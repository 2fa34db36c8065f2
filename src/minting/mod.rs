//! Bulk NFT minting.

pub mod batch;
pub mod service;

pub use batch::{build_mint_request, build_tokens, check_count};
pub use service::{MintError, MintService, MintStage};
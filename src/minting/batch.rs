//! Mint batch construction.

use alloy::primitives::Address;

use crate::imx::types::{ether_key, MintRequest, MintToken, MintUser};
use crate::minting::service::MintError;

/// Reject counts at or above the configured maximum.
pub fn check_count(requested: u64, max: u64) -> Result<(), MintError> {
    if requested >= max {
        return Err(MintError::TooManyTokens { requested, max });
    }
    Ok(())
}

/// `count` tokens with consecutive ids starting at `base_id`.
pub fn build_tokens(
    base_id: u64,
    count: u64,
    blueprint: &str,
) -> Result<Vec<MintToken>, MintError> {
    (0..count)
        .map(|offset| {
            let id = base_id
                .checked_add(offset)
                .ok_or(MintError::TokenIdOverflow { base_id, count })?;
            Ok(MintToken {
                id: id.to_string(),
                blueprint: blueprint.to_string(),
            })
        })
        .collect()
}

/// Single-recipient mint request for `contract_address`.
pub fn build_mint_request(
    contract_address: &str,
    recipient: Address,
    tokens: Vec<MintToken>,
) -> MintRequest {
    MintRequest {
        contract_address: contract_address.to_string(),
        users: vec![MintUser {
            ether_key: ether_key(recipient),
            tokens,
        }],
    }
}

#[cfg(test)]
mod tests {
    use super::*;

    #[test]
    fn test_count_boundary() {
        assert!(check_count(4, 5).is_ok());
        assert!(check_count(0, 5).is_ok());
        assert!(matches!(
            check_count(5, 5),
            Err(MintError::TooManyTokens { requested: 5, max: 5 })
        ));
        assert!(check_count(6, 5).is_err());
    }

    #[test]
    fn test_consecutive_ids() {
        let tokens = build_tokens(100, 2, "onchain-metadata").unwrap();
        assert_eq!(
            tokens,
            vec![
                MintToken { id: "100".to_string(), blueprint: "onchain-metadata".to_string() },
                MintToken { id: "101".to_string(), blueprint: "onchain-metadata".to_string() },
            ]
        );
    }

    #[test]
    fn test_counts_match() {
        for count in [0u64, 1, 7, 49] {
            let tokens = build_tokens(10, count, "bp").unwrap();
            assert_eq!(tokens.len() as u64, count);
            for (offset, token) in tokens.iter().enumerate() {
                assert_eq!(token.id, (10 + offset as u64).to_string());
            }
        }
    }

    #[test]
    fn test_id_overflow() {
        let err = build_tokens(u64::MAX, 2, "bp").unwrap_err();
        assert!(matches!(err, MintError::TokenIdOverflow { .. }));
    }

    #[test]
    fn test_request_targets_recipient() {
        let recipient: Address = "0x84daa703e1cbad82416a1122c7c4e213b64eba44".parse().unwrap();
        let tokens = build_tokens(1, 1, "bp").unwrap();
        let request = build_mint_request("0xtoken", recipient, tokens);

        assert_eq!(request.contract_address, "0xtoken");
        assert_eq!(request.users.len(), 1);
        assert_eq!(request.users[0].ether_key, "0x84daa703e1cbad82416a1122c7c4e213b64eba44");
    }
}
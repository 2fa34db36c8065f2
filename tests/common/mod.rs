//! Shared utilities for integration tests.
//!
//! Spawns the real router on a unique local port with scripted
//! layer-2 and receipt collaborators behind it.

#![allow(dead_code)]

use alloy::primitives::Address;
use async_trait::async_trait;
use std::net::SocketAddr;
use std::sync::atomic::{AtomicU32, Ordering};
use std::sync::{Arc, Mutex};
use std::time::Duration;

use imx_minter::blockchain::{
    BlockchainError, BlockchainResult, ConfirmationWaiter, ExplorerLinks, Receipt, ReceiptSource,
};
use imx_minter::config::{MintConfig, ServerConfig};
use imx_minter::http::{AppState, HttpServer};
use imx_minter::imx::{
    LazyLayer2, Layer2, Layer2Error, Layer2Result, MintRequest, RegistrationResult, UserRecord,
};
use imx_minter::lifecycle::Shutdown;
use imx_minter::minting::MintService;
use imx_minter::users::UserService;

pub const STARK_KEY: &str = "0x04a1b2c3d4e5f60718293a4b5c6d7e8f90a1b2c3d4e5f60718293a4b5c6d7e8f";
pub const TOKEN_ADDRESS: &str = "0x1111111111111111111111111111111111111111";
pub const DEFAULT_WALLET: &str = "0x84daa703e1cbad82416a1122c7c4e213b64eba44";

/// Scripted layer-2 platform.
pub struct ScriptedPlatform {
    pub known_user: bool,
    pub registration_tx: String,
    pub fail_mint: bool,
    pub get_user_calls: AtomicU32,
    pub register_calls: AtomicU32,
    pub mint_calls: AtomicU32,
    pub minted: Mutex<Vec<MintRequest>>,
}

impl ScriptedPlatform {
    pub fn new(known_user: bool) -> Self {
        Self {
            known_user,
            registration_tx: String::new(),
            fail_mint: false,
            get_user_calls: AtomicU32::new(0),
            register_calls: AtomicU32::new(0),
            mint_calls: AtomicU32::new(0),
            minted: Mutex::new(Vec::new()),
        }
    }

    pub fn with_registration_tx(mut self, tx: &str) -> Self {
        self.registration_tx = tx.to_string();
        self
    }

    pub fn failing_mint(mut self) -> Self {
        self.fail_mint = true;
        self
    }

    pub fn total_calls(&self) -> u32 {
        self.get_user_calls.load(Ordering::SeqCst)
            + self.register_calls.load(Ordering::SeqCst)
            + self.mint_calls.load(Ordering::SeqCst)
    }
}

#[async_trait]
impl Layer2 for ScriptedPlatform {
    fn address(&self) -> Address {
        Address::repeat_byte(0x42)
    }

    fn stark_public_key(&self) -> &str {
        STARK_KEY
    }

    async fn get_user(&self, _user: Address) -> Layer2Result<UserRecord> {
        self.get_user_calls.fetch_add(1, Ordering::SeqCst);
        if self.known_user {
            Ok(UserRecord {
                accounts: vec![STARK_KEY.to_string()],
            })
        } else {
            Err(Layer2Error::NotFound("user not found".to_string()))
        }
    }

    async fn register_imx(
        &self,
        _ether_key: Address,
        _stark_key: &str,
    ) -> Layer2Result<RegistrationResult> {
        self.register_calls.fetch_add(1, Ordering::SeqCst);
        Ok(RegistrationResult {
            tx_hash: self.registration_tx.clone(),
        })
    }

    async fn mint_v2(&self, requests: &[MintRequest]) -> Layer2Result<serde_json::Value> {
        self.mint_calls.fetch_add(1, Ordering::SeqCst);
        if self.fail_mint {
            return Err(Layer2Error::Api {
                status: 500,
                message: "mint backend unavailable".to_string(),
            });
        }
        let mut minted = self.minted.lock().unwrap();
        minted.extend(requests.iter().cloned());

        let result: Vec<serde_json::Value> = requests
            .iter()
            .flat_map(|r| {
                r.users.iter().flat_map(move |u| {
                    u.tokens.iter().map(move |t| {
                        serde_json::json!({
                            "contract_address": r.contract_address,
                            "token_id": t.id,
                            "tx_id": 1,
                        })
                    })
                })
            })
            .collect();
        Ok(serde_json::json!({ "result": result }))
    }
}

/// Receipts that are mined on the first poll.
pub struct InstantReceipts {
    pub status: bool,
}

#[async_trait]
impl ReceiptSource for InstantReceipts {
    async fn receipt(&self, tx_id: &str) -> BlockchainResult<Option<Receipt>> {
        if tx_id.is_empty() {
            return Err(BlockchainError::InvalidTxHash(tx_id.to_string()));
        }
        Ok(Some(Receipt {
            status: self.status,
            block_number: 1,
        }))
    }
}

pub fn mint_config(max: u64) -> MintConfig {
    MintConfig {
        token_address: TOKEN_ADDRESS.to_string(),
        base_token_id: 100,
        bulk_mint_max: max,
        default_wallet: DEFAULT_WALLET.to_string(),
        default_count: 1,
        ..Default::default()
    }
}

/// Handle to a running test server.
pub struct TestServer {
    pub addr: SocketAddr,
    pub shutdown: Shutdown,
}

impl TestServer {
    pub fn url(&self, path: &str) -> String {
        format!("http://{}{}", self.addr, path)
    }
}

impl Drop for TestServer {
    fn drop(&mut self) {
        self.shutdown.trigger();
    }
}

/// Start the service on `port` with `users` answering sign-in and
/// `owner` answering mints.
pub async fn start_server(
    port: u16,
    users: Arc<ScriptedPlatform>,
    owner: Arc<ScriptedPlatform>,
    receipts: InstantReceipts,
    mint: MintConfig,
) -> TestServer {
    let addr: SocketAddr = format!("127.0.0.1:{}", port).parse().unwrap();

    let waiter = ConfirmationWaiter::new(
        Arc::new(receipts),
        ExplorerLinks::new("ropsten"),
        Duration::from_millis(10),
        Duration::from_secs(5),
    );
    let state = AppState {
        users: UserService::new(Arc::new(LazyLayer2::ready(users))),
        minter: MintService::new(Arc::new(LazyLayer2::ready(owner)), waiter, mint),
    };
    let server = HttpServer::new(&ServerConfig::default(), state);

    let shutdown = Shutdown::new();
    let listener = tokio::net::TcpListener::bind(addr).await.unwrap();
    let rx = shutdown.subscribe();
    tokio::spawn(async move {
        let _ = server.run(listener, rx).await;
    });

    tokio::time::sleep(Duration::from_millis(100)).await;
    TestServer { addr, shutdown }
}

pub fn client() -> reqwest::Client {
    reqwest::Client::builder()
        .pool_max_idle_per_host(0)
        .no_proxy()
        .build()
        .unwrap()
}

===============

**EXERCISE DESCRIPTION:** Nothing but lines that contain "filename" should appear in the answer. Copy each from the records.

**RESPONSE FOR THIS EXERCISE:**
filename src/minting/mod.rs
filename src/minting/batch.rs
filename tests/common/mod.rs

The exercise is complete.